# SXS - Solimar Energy



## pan (12 November 2009)

Oil and gas company focused exploration, commercial development and production in the onshore hydrocarbon.

Primary Focus is USA

Southeast Lost Hills, San Joaquin Basin 100% WI

Maricopa, San Joaquin Basin 50% WI

Deer Creek, San Joaquin Basin 50% WI

Silverthread, Ventura Basin 20% WI


----------



## pan (13 November 2009)

*Re: SGY - Solimar Energy*


----------



## pan (16 November 2009)

*Re: SGY - Solimar Energy*

Gas Discovery at Southeast Lost Hills

key points


Solimar is targeting a recoverable gas resource of 40 Bcf in SELH but depending on how many reservoir sands are encountered in future wells and the structural configuration of the trap this estimate could be significantly higher.

Long term production test to commence this week in order to establish extent of the gas
reserve.

Well to be immediately tied into Solimar’s existing, 100% owned gas production facility that
is connected to a nearby gas trunkline with the gas sold under existing gas sales
arrangements.


----------



## pan (6 January 2010)

*Re: SGY - Solimar Energy*

Sgy had 5+ mil volume today in the lead up to the drilling of Southeast Lost Hills. Looks as though it is starting to get some marketing following in the lead up to the drilling of the well.

Annoucement on the 23rd of December regarding  Almond Grove



> The Almond Grove 4-13 will be an important appraisal well of Solimar’s SELH gas project in which
> the Company is targeting a recoverable gas resource of 40 Bcf with upside for over 100 Bcf in the
> large acreage position (over 5,000 acres) the Company holds over the gas play.


----------



## Solitus (8 January 2010)

*Re: SGY - Solimar Energy*

Announcement this afternoon that they've set the spud date for the Almond Grove drilling as 13th January.

(filling in more characters)



> Solimar Energy Limited (“Solimar”)(ASX Code: SGY) is pleased to advise that the Almond Grove
> 4-13 well at Southeast Lost Hills is due to spud on the 13th January 2010. This anticipated spud
> start may change depending on the drilling rigs current operation. The well is expected to take
> approximately one week to drill and complete.
> ...


----------



## pan (11 January 2010)

*Re: SGY - Solimar Energy*

Sgy has broken out of the trading range from the past couple of months. Mostly likely due to antipation of the up and coming spudding of the SELH well.


----------



## BESBS Player (11 October 2010)

*Re: SGY - Solimar Energy*

Decided to take a position in SGY.
Took a while but have managed to get in at 5.4c.

The company has two wells in October at Guijarral Hills - roughly 10mmbl potential. Drilling action is always helpful in this market!
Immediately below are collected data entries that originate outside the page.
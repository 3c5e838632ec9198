use std::path::PathBuf;

use async_stream::try_stream;
use energy_client::domain::{parse_timestamp, PriceQuote};

use crate::pipeline::{Envelope, EnvelopeStream, PipelineError, Source};

/// Agile tariff export: `{"results": [{"valid_from": ..., "value_inc_vat": ...}]}`.
///
/// `value_inc_vat` is in minor currency units and is converted to a price per
/// kWh. Pagination keys and the other tariff fields are ignored.
pub struct AgilePriceFileSource {
    path: PathBuf,
}

#[derive(serde::Deserialize)]
struct AgilePriceDocument {
    results: Vec<AgilePriceRecord>,
}

#[derive(serde::Deserialize)]
struct AgilePriceRecord {
    valid_from: String,
    value_inc_vat: f64,
}

impl TryFrom<AgilePriceRecord> for PriceQuote {
    type Error = PipelineError;

    fn try_from(r: AgilePriceRecord) -> Result<Self, Self::Error> {
        let valid_from = parse_timestamp(&r.valid_from).map_err(|e| PipelineError::Source(e.to_string()))?;
        Ok(PriceQuote::from_minor_units(valid_from, r.value_inc_vat))
    }
}

impl AgilePriceFileSource {
    pub fn new<P: Into<PathBuf>>(path: P) -> Self {
        Self { path: path.into() }
    }
}

#[async_trait::async_trait]
impl Source<PriceQuote> for AgilePriceFileSource {
    async fn stream(&self) -> EnvelopeStream<PriceQuote> {
        let path = self.path.clone();
        let s = try_stream! {
            let raw = tokio::fs::read_to_string(&path).await.map_err(|e| {
                PipelineError::Source(format!("failed to open price file {}: {e}", path.display()))
            })?;
            let doc: AgilePriceDocument = match serde_json::from_str(&raw) {
                Ok(d) => d,
                Err(e) => {
                    metrics::counter!("agile_price_parse_errors_total").increment(1);
                    Err(PipelineError::Source(format!("failed to parse price json: {e}")))?
                }
            };

            for record in doc.results {
                let quote = match PriceQuote::try_from(record) {
                    Ok(q) => q,
                    Err(e) => {
                        metrics::counter!("agile_price_parse_errors_total").increment(1);
                        Err(e)?
                    }
                };
                yield Envelope::new(quote);
            }
        };

        Box::pin(s)
    }
}

#[cfg(test)]
mod tests {
    use super::*;
    use futures::TryStreamExt;
    use std::io::Write;
    use time::macros::datetime;

    #[tokio::test]
    async fn converts_minor_units_and_drops_offset() {
        let mut f = tempfile::NamedTempFile::new().unwrap();
        write!(
            f,
            r#"{{"count": 2, "next": null, "results": [
                {{"value_exc_vat": 28.57, "value_inc_vat": 30.0, "valid_from": "2024-01-01T15:00:00Z", "valid_to": "2024-01-01T15:30:00Z"}},
                {{"value_exc_vat": 22.86, "value_inc_vat": 24.0, "valid_from": "2024-01-01T13:30:00Z", "valid_to": "2024-01-01T14:00:00Z"}}
            ]}}"#
        )
        .unwrap();

        let quotes: Vec<Envelope<PriceQuote>> = AgilePriceFileSource::new(f.path())
            .stream()
            .await
            .try_collect()
            .await
            .unwrap();

        assert_eq!(quotes.len(), 2);
        assert_eq!(quotes[0].payload.valid_from, datetime!(2024-01-01 15:00));
        assert!((quotes[0].payload.price_per_kwh - 0.30).abs() < 1e-12);
        assert!((quotes[1].payload.price_per_kwh - 0.24).abs() < 1e-12);
    }

    #[tokio::test]
    async fn missing_results_key_is_a_source_error() {
        let mut f = tempfile::NamedTempFile::new().unwrap();
        write!(f, r#"{{"prices": []}}"#).unwrap();

        let res: Result<Vec<Envelope<PriceQuote>>, _> =
            AgilePriceFileSource::new(f.path()).stream().await.try_collect().await;
        assert!(matches!(res, Err(PipelineError::Source(_))));
    }
}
The current SPP (offering existing holders shares at 4.5c) is a risk for new entrances. At 5.4c, I am within the 20% range of SPP cheapies - this is the risk boaundary that I am comfortable with. I'm happy to assume that most holders will seek more than 20% profit. Some will sell off a few to become free-carried or lessen exposure but at 5.4c, these seems potential once the SPP shares are allocated (I suspect they will be scaled back due to over subscription). At this point, I'm hoping to see the SP rise toward 7.5-8c. Time will tell...

Holding SGY at 5.4c


----------



## BESBS Player (4 November 2010)

*Re: SGY - Solimar Energy*

Looks like a likely drill delay and a SPP at 4.5c has stopped SGY in its tracks for the moment.
Managed to buy a few more today at 4.5c. That is the best I have managed recently. Not a huge parcel but at this SP platform, happy to punt on this one running in Q1 2011.
SGY is somewhat de-risked for me as it will get cash from the SPP and I'm in with an average roughly within the 10% range of the SPP price.


Holding SGY @ 5c ave


----------



## BESBS Player (14 December 2010)

*Re: SGY - Solimar Energy*

Announcement out today...presentation and statement that exploration work shall commence in Q1 2011.
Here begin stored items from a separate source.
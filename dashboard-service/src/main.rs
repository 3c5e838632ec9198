use anyhow::Result;
use dashboard_service::{
    config::AppConfig,
    metrics_server, observability,
    report_server::{self, ReportState},
    Snapshot,
};

#[tokio::main]
async fn main() -> Result<()> {
    observability::init_tracing();

    // Load configuration
    let cfg = AppConfig::load()?;

    // Start metrics server if configured
    if let Some(metrics_cfg) = &cfg.metrics {
        metrics_server::init(&metrics_cfg.bind_addr)?;
    }

    // Inputs are static snapshots: load once, serve every request from memory.
    let snapshot = Snapshot::load(&cfg.inputs).await?;

    let state = ReportState::new(snapshot, cfg.tariff.flat_rate_per_kwh, cfg.report.segment_filter());
    report_server::serve(&cfg.server.bind_addr, state).await
}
Given the SP is historically low (within 10% or so of annual low), drilling to come in H1 2011, capital raising has already occurred, I think this is worth a punt.

I have been accumulating on weakness. 

Now hold SGY at 4.5c ave.


----------



## BESBS Player (16 December 2010)

*Re: SGY - Solimar Energy*



BESBS Player said:


> Announcement out today...presentation and statement that exploration work shall commence in Q1 2011.
> 
> Given the SP is historically low (within 10% or so of annual low), drilling to come in H1 2011, capital raising has already occurred, I think this is worth a punt.
> 
> ...




Looks like the market thought the same thing! Nice to see SGY rise 15% to finish at 5.6c today. No doubt we will see ups and downs along the way but in 2011, I sense that this one will attract some punters (remembering it was near 8c when the CR was announced at 4.5c

Glad I have been accumulating


----------



## BESBS Player (17 December 2010)

*Re: SGY - Solimar Energy*

More big gains today - up 25% on the day and finished at 7c.
The punters seemed to have appreciated the report released a couple of days ago.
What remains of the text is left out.